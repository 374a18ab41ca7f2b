//=============================================================================
// File: src/screens/page.rs
//=============================================================================
use dioxus::prelude::*;

use crate::app_state::AppState;
use crate::components::contract_panel::ContractPanel;
use crate::components::pico::Card;
use crate::components::pico::Grid;
use crate::components::wallet_button::WalletButton;
use crate::pages::Block;
use crate::pages::PageId;
use crate::pages::Section;
use crate::screens::market::MarketAssets;

/// Renders one page of the registry.
///
/// Every page goes through this one component; pages differ only in their
/// registry entry. The hero wallet button is created fresh with the page, so
/// it is always bound to the current session.
#[component]
pub fn PageView(page: PageId) -> Element {
    let content = use_context::<AppState>().registry.get(page);

    rsx! {
        section {
            class: "hero",
            id: "top",
            p { class: "eyebrow", "{content.eyebrow}" }
            h1 { "{content.title}" }
            p { class: "tagline", "{content.tagline}" }
            if content.hero_connect {
                WalletButton { hero: true }
            }
        }
        for section in content.sections.iter() {
            SectionView { key: "{section.anchor}", section }
        }
    }
}

#[component]
fn SectionView(section: &'static Section) -> Element {
    rsx! {
        section {
            id: "{section.anchor}",
            class: "page-section",
            h2 { "{section.heading}" }
            match &section.body {
                Block::Text(text) => rsx! {
                    p { "{text}" }
                },
                Block::Features(features) => rsx! {
                    Grid {
                        for feature in features.iter() {
                            Card {
                                div { class: "feature-icon", "{feature.icon}" }
                                h3 { "{feature.title}" }
                                p { "{feature.text}" }
                            }
                        }
                    }
                },
                Block::Steps(steps) => rsx! {
                    ol {
                        for step in steps.iter() {
                            li { "{step}" }
                        }
                    }
                },
                Block::MarketAssets => rsx! {
                    MarketAssets {}
                },
                Block::ContractAddress => rsx! {
                    ContractPanel {}
                },
            }
        }
    }
}
//! The components module contains all shared components for the site: wallet
//! buttons, anchor links, the copy helper and the Pico.css building blocks.
pub mod anchor_link;
pub mod asset_card;
pub mod contract_panel;
pub mod notice_bar;
pub mod pico;
pub mod wallet_button;
use dioxus::prelude::*;

use crate::app_state::AppState;
use crate::components::pico::CopyButton;

/// The contract address with its copy button.
#[component]
pub fn ContractPanel() -> Element {
    let address = use_context::<AppState>().config.contract_address;

    rsx! {
        div {
            class: "contract-panel",
            code {
                class: "contract-address",
                title: "{address}",
                "{address}"
            }
            CopyButton { text_to_copy: address.to_string() }
        }
    }
}
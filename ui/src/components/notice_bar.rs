use dioxus::prelude::*;

use crate::app_state_mut::AppStateMut;
use crate::feedback::NoticeKind;

/// Shows the current advisory, if any. Non-blocking: the page stays usable.
#[component]
pub fn NoticeBar() -> Element {
    let notice = use_context::<AppStateMut>().notice;
    let current = notice.read().current().clone();

    rsx! {
        if let Some(notice) = current {
            div {
                class: match notice.kind {
                    NoticeKind::Info => "notice notice-info",
                    NoticeKind::Error => "notice notice-error",
                },
                role: "status",
                "aria-live": "polite",
                "{notice.text}"
            }
        }
    }
}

### [Problem]
Where does the string "components" occur in the listing above? Return every line that contains it.

### [Worked solution]
use crate::components::contract_panel::ContractPanel;
use crate::components::pico::Card;
use crate::components::pico::Grid;
use crate::components::wallet_button::WalletButton;
//! The components module contains all shared components for the site: wallet
use crate::components::pico::CopyButton;
filename ui/src/components/notice_bar.rs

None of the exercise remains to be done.